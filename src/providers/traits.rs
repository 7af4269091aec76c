//! Provider trait for text generation backends.
//!
//! Every backend in the fallback chain implements [`GenerationProvider`].
//! The chain never inspects error variants: any `Err`, an empty answer or
//! a timeout simply moves on to the next provider.
//!
//! # Cancellation
//!
//! Each attempt receives a fresh [`CancellationToken`]. When the attempt
//! exceeds its timeout the chain drops the future and cancels the token.
//! Providers that spawn work of their own should watch the token; a plain
//! `async` body is abandoned by the drop alone.
//!
//! # Example
//!
//! ```ignore
//! async fn generate(&self, prompt: &PromptContext, cancel: CancellationToken) -> Result<String> {
//!     tokio::select! {
//!         _ = cancel.cancelled() => Err(StargazerError::Cancelled),
//!         text = self.complete(&prompt.text) => text,
//!     }
//! }
//! ```

use async_trait::async_trait;
use tokio_util::sync::CancellationToken;

use crate::Result;
use crate::types::PromptContext;

/// A text generation backend.
#[async_trait]
pub trait GenerationProvider: Send + Sync {
    /// Provider name for logging, metrics and [`Insight::provider`](crate::Insight::provider).
    fn name(&self) -> &str;

    /// Whether this provider can close a chain.
    ///
    /// Terminal providers must be infallible and instantaneous and must not
    /// touch external resources. A chain is rejected at construction unless
    /// its lowest-priority provider is terminal.
    fn is_terminal(&self) -> bool {
        false
    }

    /// Generate text for the assembled prompt.
    async fn generate(&self, prompt: &PromptContext, cancel: CancellationToken) -> Result<String>;
}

## About this exercise
Line by line, retype the records with no changes.

## Response to this exercise
filename src/providers/traits.rs
repository 7af4269091aec76c
//! Provider trait for text generation backends.
//!
//! Every backend in the fallback chain implements [`GenerationProvider`].
//! The chain never inspects error variants: any `Err`, an empty answer or
//! a timeout simply moves on to the next provider.
//!
//! # Cancellation
//!
//! Each attempt receives a fresh [`CancellationToken`]. When the attempt
//! exceeds its timeout the chain drops the future and cancels the token.
//! Providers that spawn work of their own should watch the token; a plain
//! `async` body is abandoned by the drop alone.
//!
//! # Example
//!
//! ```ignore
//! async fn generate(&self, prompt: &PromptContext, cancel: CancellationToken) -> Result<String> {
//!     tokio::select! {
//!         _ = cancel.cancelled() => Err(StargazerError::Cancelled),
//!         text = self.complete(&prompt.text) => text,
//!     }
//! }
//! ```

use async_trait::async_trait;
use tokio_util::sync::CancellationToken;

use crate::Result;
use crate::types::PromptContext;

/// A text generation backend.
#[async_trait]
pub trait GenerationProvider: Send + Sync {
    /// Provider name for logging, metrics and [`Insight::provider`](crate::Insight::provider).
    fn name(&self) -> &str;

    /// Whether this provider can close a chain.
    ///
    /// Terminal providers must be infallible and instantaneous and must not
    /// touch external resources. A chain is rejected at construction unless
    /// its lowest-priority provider is terminal.
    fn is_terminal(&self) -> bool {
        false
    }

    /// Generate text for the assembled prompt.
    async fn generate(&self, prompt: &PromptContext, cancel: CancellationToken) -> Result<String>;
}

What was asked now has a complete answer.